Lena: Hey there, history enthusiasts! I'm Lena, and today we're tackling one of history's most dramatic collapses - the fall of the Western Roman Empire. You know, it's funny how we often talk about Rome "falling" as if it happened overnight, but it was actually a complex process spanning decades, even centuries.
Miles: Absolutely, Lena. And what's fascinating is how much debate there's been about why it happened. Edward Gibbon published his famous "Decline and Fall of the Roman Empire" back in 1776, and historians have been arguing about it ever since! Alexander Demandt actually cataloged 210 different theories about why Rome fell.
Lena: Wait, 210 theories? That's incredible! So there's no single agreed-upon reason?
Miles: Not at all. In fact, modern scholarship points to a perfect storm of factors - climate change, pandemics, military problems, financial crises, and massive migrations of peoples. Rome wasn't destroyed in a day - it was gradually transformed through a series of crises it couldn't fully recover from.

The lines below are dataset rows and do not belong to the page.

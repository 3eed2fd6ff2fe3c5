use iced::color;
use iced::theme::Palette;
use iced::{Color, Theme};

use moodcam_core::expression::domain::expression::Mood;
use moodcam_core::expression::domain::mood_display;

use crate::settings::Appearance;

/// Resolve the iced Theme from the appearance setting.
pub fn resolve_theme(appearance: Appearance) -> Theme {
    let is_dark = match appearance {
        Appearance::Dark => true,
        Appearance::Light => false,
        Appearance::System => detect_system_dark_mode(),
    };

    let palette = if is_dark {
        dark_palette()
    } else {
        light_palette()
    };

    Theme::custom("Moodcam", palette)
}

/// Backdrop color for the live view, straight from the published mood.
pub fn mood_backdrop(mood: Mood) -> Color {
    let [r, g, b] = mood_display::color(mood);
    Color::from_rgb8(r, g, b)
}

fn dark_palette() -> Palette {
    Palette {
        background: color!(0x1c, 0x1c, 0x1e),
        text: color!(0xcc, 0xcc, 0xcc),
        primary: color!(0x5e, 0x9f, 0xf5),
        success: color!(0x30, 0xd1, 0x58),
        warning: color!(0xff, 0xcc, 0x00),
        danger: color!(0xff, 0x45, 0x3a),
    }
}

fn light_palette() -> Palette {
    Palette {
        background: color!(0xf5, 0xf5, 0xf7),
        text: color!(0x1d, 0x1d, 0x1f),
        primary: color!(0x34, 0x78, 0xf6),
        success: color!(0x34, 0xc7, 0x59),
        warning: color!(0xff, 0x9f, 0x0a),
        danger: color!(0xff, 0x3b, 0x30),
    }
}

fn detect_system_dark_mode() -> bool {
    #[cfg(target_os = "macos")]
    {
        std::process::Command::new("defaults")
            .args(["read", "-g", "AppleInterfaceStyle"])
            .output()
            .map(|o| {
                String::from_utf8_lossy(&o.stdout)
                    .trim()
                    .eq_ignore_ascii_case("dark")
            })
            .unwrap_or(true)
    }
    #[cfg(not(target_os = "macos"))]
    {
        true
    }
}
pub mod mood_poller;
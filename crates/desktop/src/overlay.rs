use moodcam_core::shared::face_box::FaceBox;

const BOX_COLOR: [u8; 3] = [0x34, 0xc7, 0x59];
const BOX_THICKNESS: i32 = 2;

/// Draws detection rectangles into an RGBA buffer, in place.
///
/// Boxes partially outside the buffer are clipped pixel-by-pixel.
pub fn draw_face_boxes(rgba: &mut [u8], width: u32, height: u32, faces: &[FaceBox]) {
    for face in faces {
        let x2 = face.x + face.width;
        let y2 = face.y + face.height;
        for t in 0..BOX_THICKNESS {
            for x in face.x..x2 {
                put_pixel(rgba, width, height, x, face.y + t);
                put_pixel(rgba, width, height, x, y2 - 1 - t);
            }
            for y in face.y..y2 {
                put_pixel(rgba, width, height, face.x + t, y);
                put_pixel(rgba, width, height, x2 - 1 - t, y);
            }
        }
    }
}

/// Mirrors an RGBA buffer left-to-right, in place. Webcam views are
/// conventionally shown mirrored so the feed moves like a reflection.
pub fn mirror_horizontal(rgba: &mut [u8], width: u32, height: u32) {
    let w = width as usize;
    for row in 0..height as usize {
        let start = row * w * 4;
        for col in 0..w / 2 {
            let a = start + col * 4;
            let b = start + (w - 1 - col) * 4;
            for c in 0..4 {
                rgba.swap(a + c, b + c);
            }
        }
    }
}

fn put_pixel(rgba: &mut [u8], width: u32, height: u32, x: i32, y: i32) {
    if x < 0 || y < 0 || x >= width as i32 || y >= height as i32 {
        return;
    }
    let idx = (y as usize * width as usize + x as usize) * 4;
    rgba[idx] = BOX_COLOR[0];
    rgba[idx + 1] = BOX_COLOR[1];
    rgba[idx + 2] = BOX_COLOR[2];
}
use std::fs;
use std::io::Write;
use std::path::{Path, PathBuf};

use thiserror::Error;

#[derive(Error, Debug)]
pub enum ModelResolveError {
    #[error("failed to create cache directory: {0}")]
    CacheDir(#[source] std::io::Error),
    #[error("download failed for {url}: {source}")]
    Download {
        url: String,
        #[source]
        source: reqwest::Error,
    },
    #[error("failed to write model to {path}: {source}")]
    Write {
        path: PathBuf,
        #[source]
        source: std::io::Error,
    },
    #[error("could not determine cache directory")]
    NoCacheDir,
}

/// Progress callback: `(bytes_downloaded, total_bytes)`.
/// `total_bytes` is 0 if the server didn't provide Content-Length.
pub type ProgressFn = Box<dyn Fn(u64, u64) + Send>;

/// Resolve a model file by name, checking local locations before downloading.
///
/// Resolution order:
/// 1. User cache directory (platform-specific)
/// 2. Configured model directory (for development / pre-packaged installs)
/// 3. Download from URL to cache
pub fn resolve(
    name: &str,
    url: &str,
    model_dir: Option<&Path>,
    progress: Option<ProgressFn>,
) -> Result<PathBuf, ModelResolveError> {
    let cache_dir = model_cache_dir()?;
    let cached_path = cache_dir.join(name);
    if cached_path.exists() {
        return Ok(cached_path);
    }

    if let Some(dir) = model_dir {
        let local_path = dir.join(name);
        if local_path.exists() {
            return Ok(local_path);
        }
    }

    log::info!("Model {name} not cached, downloading from {url}");
    fs::create_dir_all(&cache_dir).map_err(ModelResolveError::CacheDir)?;
    download(url, &cached_path, progress)?;
    Ok(cached_path)
}

/// Platform-specific model cache directory.
///
/// - macOS: `~/Library/Application Support/Moodcam/models/`
/// - Linux: `$XDG_CACHE_HOME/Moodcam/models/` or `~/.cache/Moodcam/models/`
/// - Windows: `%LOCALAPPDATA%/Moodcam/models/`
pub fn model_cache_dir() -> Result<PathBuf, ModelResolveError> {
    #[cfg(target_os = "macos")]
    {
        dirs::data_dir()
            .map(|d| d.join("Moodcam").join("models"))
            .ok_or(ModelResolveError::NoCacheDir)
    }
    #[cfg(not(target_os = "macos"))]
    {
        dirs::cache_dir()
            .map(|d| d.join("Moodcam").join("models"))
            .ok_or(ModelResolveError::NoCacheDir)
    }
}

fn download(url: &str, dest: &Path, progress: Option<ProgressFn>) -> Result<(), ModelResolveError> {
    let response = reqwest::blocking::get(url).map_err(|e| ModelResolveError::Download {
        url: url.to_string(),
        source: e,
    })?;

    let total = response.content_length().unwrap_or(0);
    let mut downloaded: u64 = 0;

    // Write to a temp file first, then rename for atomicity
    let temp_path = dest.with_extension("part");
    let mut file = fs::File::create(&temp_path).map_err(|e| ModelResolveError::Write {
        path: temp_path.clone(),
        source: e,
    })?;

    let bytes = response.bytes().map_err(|e| ModelResolveError::Download {
        url: url.to_string(),
        source: e,
    })?;

    // Report progress in chunks to avoid excessive callbacks
    let chunk_size = 1024 * 1024; // 1MB
    for chunk in bytes.chunks(chunk_size) {
        file.write_all(chunk)
            .map_err(|e| ModelResolveError::Write {
                path: temp_path.clone(),
                source: e,
            })?;
        downloaded += chunk.len() as u64;
        if let Some(ref cb) = progress {
            cb(downloaded, total);
        }
    }

    file.flush().map_err(|e| ModelResolveError::Write {
        path: temp_path.clone(),
        source: e,
    })?;
    drop(file);

    fs::rename(&temp_path, dest).map_err(|e| ModelResolveError::Write {
        path: dest.to_path_buf(),
        source: e,
    })?;

    Ok(())
}
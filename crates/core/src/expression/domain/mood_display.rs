use crate::expression::domain::expression::{Expression, Mood};

/// Backdrop color shown when no expression is available.
pub const DEFAULT_COLOR: [u8; 3] = [0xf0, 0xf0, 0xf0];

pub const DEFAULT_LABEL: &str = "No face detected";

/// Background color for a published mood.
///
/// Pure lookup; the sentinel and anything without a table entry fall back
/// to the neutral gray default.
pub fn color(mood: Mood) -> [u8; 3] {
    match mood {
        Mood::Detected(Expression::Neutral) => [0xf0, 0xf0, 0xf0],
        Mood::Detected(Expression::Happy) => [0xe6, 0xff, 0xcc],
        Mood::Detected(Expression::Sad) => [0xcc, 0xe6, 0xff],
        Mood::Detected(Expression::Angry) => [0xff, 0xcc, 0xcc],
        Mood::Detected(Expression::Fearful) => [0xff, 0xf0, 0xb3],
        Mood::Detected(Expression::Disgusted) => [0xd9, 0xb3, 0x8c],
        Mood::Detected(Expression::Surprised) => [0xe6, 0xcc, 0xff],
        Mood::NoFace => DEFAULT_COLOR,
    }
}

/// Human-readable label for a published mood.
pub fn label(mood: Mood) -> &'static str {
    match mood {
        Mood::Detected(Expression::Neutral) => "Neutral",
        Mood::Detected(Expression::Happy) => "Happy \u{1F60A}",
        Mood::Detected(Expression::Sad) => "Sad \u{1F622}",
        Mood::Detected(Expression::Angry) => "Angry \u{1F620}",
        Mood::Detected(Expression::Fearful) => "Fearful \u{1F628}",
        Mood::Detected(Expression::Disgusted) => "Disgusted \u{1F922}",
        Mood::Detected(Expression::Surprised) => "Surprised \u{1F62E}",
        Mood::NoFace => DEFAULT_LABEL,
    }
}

Lena: Right, and I think many people would be surprised to learn that historians don't even agree on when the "fall" began. Some trace it back to the death of Marcus Aurelius in 180 CE, others to the crisis of the third century, and some even to the crossing of the Rhine by barbarian groups in 406.
Miles: Exactly. And while we conventionally mark 476 CE - when the Germanic leader Odoacer deposed the last Western emperor Romulus Augustulus - as the end date, even that's contested. Let's explore how this mighty empire that once stretched from Britain to the Middle East gradually lost its grip on the western provinces and transformed into something entirely new.